A distinction of the BiMM tree framework compared to other decision tree methods for longitudinal and clustered outcomes within the literature (Abdolell et al. 2002, De’Ath 2002, Dine, Larocque, and Bellavance 2009, Hajjem, Bellavance, and Larocque 2011, Keon Lee 2005, Larocque 2010, Loh and Zheng 2013, Segal 1992, Sela and Simonoff 2012, Yu and Lambert 1999) is the Bayesian implementation of GLMMs. For continuous outcomes, there are fewer issues with GLMM convergence because estimates may be computed directly; however, with categorical outcomes complete or quasi-separation may pose a challenge to GLMM fitting. The default priors specified in the BiMM tree method are uninformative, but if convergence issues arise, weakly informative priors may be used for estimating the random effects (Gelman et al. 2008).
BiMM tree provides a flexible, data-driven predictive modeling framework for longitudinal and clustered binary outcomes. Our simulation study demonstrates that BiMM tree may potentially be advantageous compared to CART which ignores clustered outcomes and Bayesian GLMM when predictors are not linearly related to the outcome through the link function and when the random effect of the clustered variable is large. Though standard CART models can have high predictive accuracy if random effects are small, failing to account for large clustering effects causes a sizeable decrease in prediction accuracy in our simulations. While Bayesian GLMM can be used to adjust for clustering within the data, model misspecification may reduce prediction accuracy (e.g. not including a significant interaction term or specifying an incorrect nonlinear relationship between predictor and outcome). This is evident in our simulation study, where BiMM tree models have higher prediction accuracy compared to Bayesian GLMMs if the data has a tree structure or if there is a large clustering effect between outcomes. One possible reason that the Bayesian GLMMs did not perform well for simulated data in this study is that some of the continuous predictor variables have skewed distributions, and extreme values may have adversely affected parameter estimates.
The BiMM trees with one iteration generally have similar prediction accuracy compared to BiMM trees with more than one iteration within our simulation study. While the training dataset accuracies for the BiMM trees with more than one iteration are higher than the BiMM trees with only one iteration, the multiple iteration method with the split function which maximizes sensitivity produces overfitted models which do not predict well for test datasets if the effect of clustering within subjects is small. BiMM trees which iterate between fixed and random effects have slightly higher computation time and offer minimal increases in prediction accuracy, suggesting that BiMM trees with one iteration may be sufficient. It is possible that real-world datasets are more complex than our simulated datasets, though, so multiple iterations may be necessary in some situations. However, one may assess this by compiling both BiMM tree models with one iteration and with multiple iterations and comparing the posterior log likelihoods.

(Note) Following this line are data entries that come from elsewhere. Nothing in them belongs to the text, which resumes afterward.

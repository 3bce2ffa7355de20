pub mod extractors;
pub mod fallback;
pub mod normalize;
pub mod patterns;

pub use normalize::{is_meaningful, normalize_text};

use crate::models::{CnicField, CnicRecord, ReconcileMode, RecordBuilder, ValidationOutcome};
use crate::validation::RecordValidator;
use log::{debug, info, warn};
use patterns::NAME_TRIGGER;

/// Reconciles noisy per-region OCR text into a structured CNIC record.
///
/// The input is the ordered list of recognized strings, one per detected
/// region, top to bottom. Reconciliation is a pure synchronous function of
/// that list: no I/O, no shared state, safe to run concurrently from any
/// number of threads.
pub struct CnicReconciler {
    mode: ReconcileMode,
}

impl CnicReconciler {
    pub fn new(mode: ReconcileMode) -> Self {
        Self { mode }
    }

    /// Best-effort reconciler that never rejects.
    pub fn lenient() -> Self {
        Self::new(ReconcileMode::Lenient)
    }

    /// Reconciler that demands all eight fields valid.
    pub fn strict() -> Self {
        Self::new(ReconcileMode::Strict)
    }

    pub fn mode(&self) -> ReconcileMode {
        self.mode
    }

    /// Reconciles the region texts and, in strict mode, validates the
    /// result. A validation failure is a normal outcome describing the
    /// input image, not an error.
    pub fn reconcile(&self, regions: &[String]) -> ValidationOutcome {
        let record = self.extract(regions);
        match self.mode {
            ReconcileMode::Lenient => ValidationOutcome::Valid(record),
            ReconcileMode::Strict => match RecordValidator::validate(&record) {
                None => ValidationOutcome::Valid(record),
                Some(diagnostic) => {
                    warn!("validation failed: {}", diagnostic);
                    ValidationOutcome::Invalid(diagnostic)
                }
            },
        }
    }

    /// Best-effort extraction. Total: an empty or hopeless input yields a
    /// record with every field unset.
    pub fn extract(&self, regions: &[String]) -> CnicRecord {
        info!("reconciling {} OCR regions", regions.len());

        let normalized: Vec<String> = regions.iter().map(|text| normalize_text(text)).collect();
        let meaningful: Vec<String> = normalized
            .iter()
            .filter(|text| is_meaningful(text))
            .cloned()
            .collect();
        debug!("{} regions survived noise filtering", meaningful.len());

        let mut builder = RecordBuilder::new();

        // Pass 1: labeled extraction, first writer wins in detection order.
        for text in &meaningful {
            Self::apply_labeled_extractors(text, &mut builder);
        }

        // Pass 2: rescan the concatenation for anything still missing.
        Self::fill_from_combined(&normalized, &mut builder);

        // Pass 3: positional matching of labels to nearby standalone values,
        // then the unlabeled-name ordering heuristic.
        Self::match_standalone_values(&normalized, &mut builder);
        Self::fill_names_by_order(&meaningful, &mut builder);

        let record = builder.finish();
        debug!("reconciled record: {:?}", record);
        record
    }

    fn apply_labeled_extractors(text: &str, builder: &mut RecordBuilder) {
        let lower = text.to_lowercase();

        if !builder.is_set(CnicField::IdentityNumber) {
            if let Some(value) = Self::extract_identity_number(text) {
                builder.set(CnicField::IdentityNumber, value);
            }
        }

        Self::extract_dates(text, builder);

        if !builder.is_set(CnicField::Gender) {
            if let Some(value) = Self::extract_gender(text) {
                builder.set(CnicField::Gender, value);
            }
        }

        if !builder.is_set(CnicField::CountryOfStay) {
            if let Some(value) = Self::extract_country(text) {
                builder.set(CnicField::CountryOfStay, value);
            }
        }

        if !builder.is_set(CnicField::Name)
            && NAME_TRIGGER.is_match(text)
            && !lower.contains("father")
        {
            if let Some(value) = Self::extract_name(text) {
                builder.set(CnicField::Name, value);
            }
        }

        if !builder.is_set(CnicField::FatherName) && lower.contains("father") {
            if let Some(value) = Self::extract_father_name(text) {
                builder.set(CnicField::FatherName, value);
            }
        }
    }
}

Another interesting result from the simulation study is that the prediction accuracy of models remained similar whether models were developed using 2, 4 or 7 repeated measurements. We expected to see increases in prediction accuracy with increases in the number of repeated measurements. However, the simulated dataset for our study is created based on the real ALF Study Group registry, so this result may be because the clustering effect for repeated outcomes does not change whether 2, 4 or 7 measurements are included. Though a simulated dataset could have been constructed to induce a specific correlation structure for repeated observations (e.g. autoregressive structure), we wanted the data simulation to resemble our motivating dataset as closely as possible. Our simulated dataset based on the real ALF registry also allows us to assess how the models performed when certain aspects of the data make modeling challenging (e.g. collinear predictors, predictors with skewed distributions with extreme values, and complex interactions between predictors). A future study could assess the performance of BiMM tree methodology for more complex simulated scenarios, such as a high dimensional dataset or a dataset containing nonlinear predictors and high-order interactions.
An application of the novel BiMM tree methodology using the split function which maximizes sensitivity provides a prediction model for acetaminophen-induced ALF patients for daily use for the first week of hospitalization. The model offers predictive (test set) accuracy of 65% and provides clinicians with a simple, interpretable model which can be easily used in practice. Compared to other prediction models in the literature, the BiMM tree uses similar predictors (e.g. King’s College Criteria also uses pH and creatinine, and the model for end stage liver disease uses bilirubin and creatinine (Bernuau 1990, Wiesner et al. 2003)).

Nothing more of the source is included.